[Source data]
= Beginning of Section =

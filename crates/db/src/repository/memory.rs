//! In-process backend used by tests and local runs without a store.
//!
//! Mirrors the MongoDB backend's observable behavior, including the unique
//! username/email constraint and newest-first order listing.

use std::collections::BTreeMap;
use std::sync::Arc;

use async_trait::async_trait;
use burger_core::{AppError, AppResult};
use chrono::{DateTime, Utc};
use parking_lot::RwLock;

use super::DUPLICATE_USER;
use crate::{
    Id, Menu, MenuPatch, MenuRepository, NewMenu, NewOrder, NewProduct, NewUser, Order,
    OrderRepository, Product, ProductPatch, ProductRepository, ProductType, User, UserPatch,
    UserRepository,
};

#[derive(Default)]
struct Collections {
    users: RwLock<BTreeMap<Id, User>>,
    products: RwLock<BTreeMap<Id, Product>>,
    menus: RwLock<BTreeMap<Id, Menu>>,
    /// Insertion order.
    orders: RwLock<Vec<Order>>,
}

/// Memory-backed store. Clones share the same collections.
#[derive(Clone, Default)]
pub struct MemoryStore {
    inner: Arc<Collections>,
}

impl MemoryStore {
    #[must_use]
    pub fn new() -> Self {
        Self::default()
    }
}

fn ensure_unique(users: &BTreeMap<Id, User>, candidate: &User) -> AppResult<()> {
    let taken = users.values().any(|u| {
        u.id != candidate.id && (u.username == candidate.username || u.email == candidate.email)
    });
    if taken {
        return Err(AppError::invalid(DUPLICATE_USER));
    }
    Ok(())
}

fn pick<T: Clone>(map: &BTreeMap<Id, T>, ids: &[Id]) -> Vec<T> {
    ids.iter().filter_map(|id| map.get(id).cloned()).collect()
}

#[async_trait]
impl UserRepository for MemoryStore {
    async fn create(&self, user: NewUser) -> AppResult<User> {
        let user = user.into_user(Id::new());
        let mut users = self.inner.users.write();
        ensure_unique(&users, &user)?;
        users.insert(user.id, user.clone());
        Ok(user)
    }

    async fn find_by_id(&self, id: Id) -> AppResult<Option<User>> {
        Ok(self.inner.users.read().get(&id).cloned())
    }

    async fn find_by_username(&self, username: &str) -> AppResult<Option<User>> {
        let users = self.inner.users.read();
        Ok(users.values().find(|u| u.username == username).cloned())
    }

    async fn find_by_email(&self, email: &str) -> AppResult<Option<User>> {
        let users = self.inner.users.read();
        Ok(users.values().find(|u| u.email == email).cloned())
    }

    async fn find_by_ids(&self, ids: &[Id]) -> AppResult<Vec<User>> {
        Ok(pick(&self.inner.users.read(), ids))
    }

    async fn list(&self) -> AppResult<Vec<User>> {
        Ok(self.inner.users.read().values().cloned().collect())
    }

    async fn update(&self, id: Id, patch: UserPatch) -> AppResult<Option<User>> {
        let mut users = self.inner.users.write();
        let Some(current) = users.get(&id) else {
            return Ok(None);
        };

        let mut updated = current.clone();
        patch.apply(&mut updated);
        ensure_unique(&users, &updated)?;
        users.insert(id, updated.clone());
        Ok(Some(updated))
    }

    async fn set_reset_token(
        &self,
        id: Id,
        hash: &str,
        expires_at: DateTime<Utc>,
    ) -> AppResult<bool> {
        let mut users = self.inner.users.write();
        Ok(users
            .get_mut(&id)
            .map(|user| {
                user.reset_token_hash = Some(hash.to_string());
                user.reset_token_expires_at = Some(expires_at);
            })
            .is_some())
    }

    async fn consume_reset_token(
        &self,
        hash: &str,
        now: DateTime<Utc>,
    ) -> AppResult<Option<User>> {
        let mut users = self.inner.users.write();
        let consumed = users
            .values_mut()
            .find(|user| user.reset_token_matches(hash, now))
            .map(|user| {
                user.reset_token_hash = None;
                user.reset_token_expires_at = None;
                user.clone()
            });
        Ok(consumed)
    }

    async fn set_password(&self, id: Id, password_hash: &str) -> AppResult<bool> {
        let mut users = self.inner.users.write();
        Ok(users
            .get_mut(&id)
            .map(|user| {
                user.password_hash = password_hash.to_string();
                user.reset_token_hash = None;
                user.reset_token_expires_at = None;
            })
            .is_some())
    }

    async fn delete(&self, id: Id) -> AppResult<bool> {
        Ok(self.inner.users.write().remove(&id).is_some())
    }
}

#[async_trait]
impl ProductRepository for MemoryStore {
    async fn create(&self, product: NewProduct) -> AppResult<Product> {
        let product = product.into_product(Id::new());
        self.inner
            .products
            .write()
            .insert(product.id, product.clone());
        Ok(product)
    }

    async fn find_by_id(&self, id: Id) -> AppResult<Option<Product>> {
        Ok(self.inner.products.read().get(&id).cloned())
    }

    async fn list(&self, product_type: Option<ProductType>) -> AppResult<Vec<Product>> {
        let products = self.inner.products.read();
        Ok(products
            .values()
            .filter(|p| product_type.is_none_or(|t| p.product_type == Some(t)))
            .cloned()
            .collect())
    }

    async fn find_many(&self, ids: &[Id]) -> AppResult<Vec<Product>> {
        Ok(pick(&self.inner.products.read(), ids))
    }

    async fn update(&self, id: Id, patch: ProductPatch) -> AppResult<Option<Product>> {
        let mut products = self.inner.products.write();
        Ok(products.get_mut(&id).map(|product| {
            patch.apply(product);
            product.clone()
        }))
    }

    async fn delete(&self, id: Id) -> AppResult<bool> {
        Ok(self.inner.products.write().remove(&id).is_some())
    }
}

#[async_trait]
impl MenuRepository for MemoryStore {
    async fn create(&self, menu: NewMenu) -> AppResult<Menu> {
        let menu = menu.into_menu(Id::new());
        self.inner.menus.write().insert(menu.id, menu.clone());
        Ok(menu)
    }

    async fn find_by_id(&self, id: Id) -> AppResult<Option<Menu>> {
        Ok(self.inner.menus.read().get(&id).cloned())
    }

    async fn list(&self) -> AppResult<Vec<Menu>> {
        Ok(self.inner.menus.read().values().cloned().collect())
    }

    async fn find_many(&self, ids: &[Id]) -> AppResult<Vec<Menu>> {
        Ok(pick(&self.inner.menus.read(), ids))
    }

    async fn update(&self, id: Id, patch: MenuPatch) -> AppResult<Option<Menu>> {
        let mut menus = self.inner.menus.write();
        Ok(menus.get_mut(&id).map(|menu| {
            patch.apply(menu);
            menu.clone()
        }))
    }

    async fn delete(&self, id: Id) -> AppResult<bool> {
        Ok(self.inner.menus.write().remove(&id).is_some())
    }
}

#[async_trait]
impl OrderRepository for MemoryStore {
    async fn create(&self, order: NewOrder) -> AppResult<Order> {
        let order = order.into_order(Id::new(), Utc::now());
        self.inner.orders.write().push(order.clone());
        Ok(order)
    }

    async fn list(&self, customer: Option<Id>) -> AppResult<Vec<Order>> {
        let orders = self.inner.orders.read();
        Ok(orders
            .iter()
            .rev()
            .filter(|o| customer.is_none_or(|c| o.customer == c))
            .cloned()
            .collect())
    }
}

#[cfg(test)]
mod tests {
    use chrono::Duration;

    use super::*;
    use crate::{ItemRef, OrderItem, SelectedOptions};

    fn new_user(username: &str, email: &str) -> NewUser {
        NewUser {
            username: username.into(),
            password_hash: "hash".into(),
            name: username.into(),
            email: email.into(),
            ..NewUser::default()
        }
    }

    fn new_order(customer: Id) -> NewOrder {
        NewOrder {
            customer,
            items: vec![OrderItem {
                item: ItemRef::Product(Id::new()),
                quantity: 1,
                selected_options: SelectedOptions::default(),
            }],
            total_price: 5.0,
        }
    }

    #[tokio::test]
    async fn rejects_duplicate_username_or_email() {
        let store = MemoryStore::new();
        let bob = UserRepository::create(&store, new_user("bob", "b@x.com")).await.unwrap();

        let err = UserRepository::create(&store, new_user("bob", "other@x.com"))
            .await
            .unwrap_err();
        assert_eq!(err.to_string(), DUPLICATE_USER);

        let err = UserRepository::create(&store, new_user("robert", "b@x.com"))
            .await
            .unwrap_err();
        assert!(matches!(err, AppError::InvalidRequest(_)));

        let alice = UserRepository::create(&store, new_user("alice", "a@x.com")).await.unwrap();
        let patch = UserPatch {
            username: Some("bob".into()),
            ..UserPatch::default()
        };
        assert!(UserRepository::update(&store, alice.id, patch).await.is_err());

        // Re-saving one's own values is not a collision.
        let patch = UserPatch {
            email: Some("b@x.com".into()),
            ..UserPatch::default()
        };
        assert!(UserRepository::update(&store, bob.id, patch).await.is_ok());
    }

    #[tokio::test]
    async fn reset_token_is_consumed_once() {
        let store = MemoryStore::new();
        let bob = UserRepository::create(&store, new_user("bob", "b@x.com")).await.unwrap();
        let now = Utc::now();

        store
            .set_reset_token(bob.id, "h", now + Duration::hours(1))
            .await
            .unwrap();

        let consumed = store.consume_reset_token("h", now).await.unwrap();
        assert_eq!(consumed.map(|u| u.id), Some(bob.id));
        assert!(store.consume_reset_token("h", now).await.unwrap().is_none());
    }

    #[tokio::test]
    async fn expired_reset_token_is_not_consumed() {
        let store = MemoryStore::new();
        let bob = UserRepository::create(&store, new_user("bob", "b@x.com")).await.unwrap();
        let now = Utc::now();

        store
            .set_reset_token(bob.id, "h", now - Duration::minutes(1))
            .await
            .unwrap();
        assert!(store.consume_reset_token("h", now).await.unwrap().is_none());
    }

    #[tokio::test]
    async fn orders_list_newest_first_and_filter_by_customer() {
        let store = MemoryStore::new();
        let alice = Id::new();
        let bob = Id::new();

        let first = OrderRepository::create(&store, new_order(alice)).await.unwrap();
        let second = OrderRepository::create(&store, new_order(bob)).await.unwrap();
        let third = OrderRepository::create(&store, new_order(alice)).await.unwrap();

        let all: Vec<Id> = OrderRepository::list(&store, None)
            .await
            .unwrap()
            .into_iter()
            .map(|o| o.id)
            .collect();
        assert_eq!(all, vec![third.id, second.id, first.id]);

        let own: Vec<Id> = OrderRepository::list(&store, Some(alice))
            .await
            .unwrap()
            .into_iter()
            .map(|o| o.id)
            .collect();
        assert_eq!(own, vec![third.id, first.id]);
    }

    #[tokio::test]
    async fn product_list_filters_by_type() {
        let store = MemoryStore::new();
        for (title, product_type) in [
            ("Classic", ProductType::Burger),
            ("Cola", ProductType::Drink),
            ("Double", ProductType::Burger),
        ] {
            ProductRepository::create(
                &store,
                NewProduct {
                    title: title.into(),
                    description: None,
                    price: Some(5.0),
                    in_stock: true,
                    image_src: None,
                    product_type: Some(product_type),
                },
            )
            .await
            .unwrap();
        }

        let burgers = ProductRepository::list(&store, Some(ProductType::Burger))
            .await
            .unwrap();
        assert_eq!(burgers.len(), 2);
        assert_eq!(ProductRepository::list(&store, None).await.unwrap().len(), 3);
    }
}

= End of Section =

Task directions:
Repeat the records above line by line, from the first line through the line that contains "async fn find_by_email(&self, email: &str)".

Solved problem:
filename crates/db/src/repository/memory.rs
//! In-process backend used by tests and local runs without a store.
//!
//! Mirrors the MongoDB backend's observable behavior, including the unique
//! username/email constraint and newest-first order listing.

use std::collections::BTreeMap;
use std::sync::Arc;

use async_trait::async_trait;
use burger_core::{AppError, AppResult};
use chrono::{DateTime, Utc};
use parking_lot::RwLock;

use super::DUPLICATE_USER;
use crate::{
    Id, Menu, MenuPatch, MenuRepository, NewMenu, NewOrder, NewProduct, NewUser, Order,
    OrderRepository, Product, ProductPatch, ProductRepository, ProductType, User, UserPatch,
    UserRepository,
};

#[derive(Default)]
struct Collections {
    users: RwLock<BTreeMap<Id, User>>,
    products: RwLock<BTreeMap<Id, Product>>,
    menus: RwLock<BTreeMap<Id, Menu>>,
    /// Insertion order.
    orders: RwLock<Vec<Order>>,
}

/// Memory-backed store. Clones share the same collections.
#[derive(Clone, Default)]
pub struct MemoryStore {
    inner: Arc<Collections>,
}

impl MemoryStore {
    #[must_use]
    pub fn new() -> Self {
        Self::default()
    }
}

fn ensure_unique(users: &BTreeMap<Id, User>, candidate: &User) -> AppResult<()> {
    let taken = users.values().any(|u| {
        u.id != candidate.id && (u.username == candidate.username || u.email == candidate.email)
    });
    if taken {
        return Err(AppError::invalid(DUPLICATE_USER));
    }
    Ok(())
}

fn pick<T: Clone>(map: &BTreeMap<Id, T>, ids: &[Id]) -> Vec<T> {
    ids.iter().filter_map(|id| map.get(id).cloned()).collect()
}

#[async_trait]
impl UserRepository for MemoryStore {
    async fn create(&self, user: NewUser) -> AppResult<User> {
        let user = user.into_user(Id::new());
        let mut users = self.inner.users.write();
        ensure_unique(&users, &user)?;
        users.insert(user.id, user.clone());
        Ok(user)
    }

    async fn find_by_id(&self, id: Id) -> AppResult<Option<User>> {
        Ok(self.inner.users.read().get(&id).cloned())
    }

    async fn find_by_username(&self, username: &str) -> AppResult<Option<User>> {
        let users = self.inner.users.read();
        Ok(users.values().find(|u| u.username == username).cloned())
    }

    async fn find_by_email(&self, email: &str) -> AppResult<Option<User>> {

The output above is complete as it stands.